═══ AVAILABLE RECORDS
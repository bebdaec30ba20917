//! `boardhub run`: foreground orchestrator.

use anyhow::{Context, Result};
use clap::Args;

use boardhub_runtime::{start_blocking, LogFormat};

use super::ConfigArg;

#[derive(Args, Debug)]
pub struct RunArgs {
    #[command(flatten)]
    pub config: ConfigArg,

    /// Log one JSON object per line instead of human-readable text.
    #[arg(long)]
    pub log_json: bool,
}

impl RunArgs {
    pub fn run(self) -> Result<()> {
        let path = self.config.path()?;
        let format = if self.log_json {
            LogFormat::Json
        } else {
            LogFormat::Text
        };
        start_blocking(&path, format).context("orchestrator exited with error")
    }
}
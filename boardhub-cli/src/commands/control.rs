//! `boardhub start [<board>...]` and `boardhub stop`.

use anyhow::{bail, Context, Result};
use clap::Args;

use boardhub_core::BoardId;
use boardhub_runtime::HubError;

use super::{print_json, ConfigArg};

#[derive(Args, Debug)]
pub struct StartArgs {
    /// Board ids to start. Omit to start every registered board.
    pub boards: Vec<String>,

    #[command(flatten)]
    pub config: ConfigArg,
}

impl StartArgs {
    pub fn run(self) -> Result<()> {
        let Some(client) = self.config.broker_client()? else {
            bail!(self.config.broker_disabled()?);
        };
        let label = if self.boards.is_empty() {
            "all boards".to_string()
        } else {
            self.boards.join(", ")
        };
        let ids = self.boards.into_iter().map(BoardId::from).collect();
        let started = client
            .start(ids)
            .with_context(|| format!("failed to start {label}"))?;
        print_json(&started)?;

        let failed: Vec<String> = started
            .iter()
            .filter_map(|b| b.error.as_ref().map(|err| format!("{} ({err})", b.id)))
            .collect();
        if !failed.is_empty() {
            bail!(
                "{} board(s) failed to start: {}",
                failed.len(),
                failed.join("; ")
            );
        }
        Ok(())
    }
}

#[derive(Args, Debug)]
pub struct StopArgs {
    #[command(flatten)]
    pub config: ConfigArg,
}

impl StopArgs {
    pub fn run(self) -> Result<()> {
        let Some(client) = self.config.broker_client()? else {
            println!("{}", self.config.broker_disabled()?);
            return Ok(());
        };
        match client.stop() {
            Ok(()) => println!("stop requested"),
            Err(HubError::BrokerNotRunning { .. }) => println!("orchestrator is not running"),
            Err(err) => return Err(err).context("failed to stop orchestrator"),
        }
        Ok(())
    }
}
══════
§ **EXERCISE DIRECTIONS**
Reproduce every line from the listing above that holds the word "println".

§ **TASK RESULT**
            println!("{}", self.config.broker_disabled()?);
            Ok(()) => println!("stop requested"),
            Err(HubError::BrokerNotRunning { .. }) => println!("orchestrator is not running"),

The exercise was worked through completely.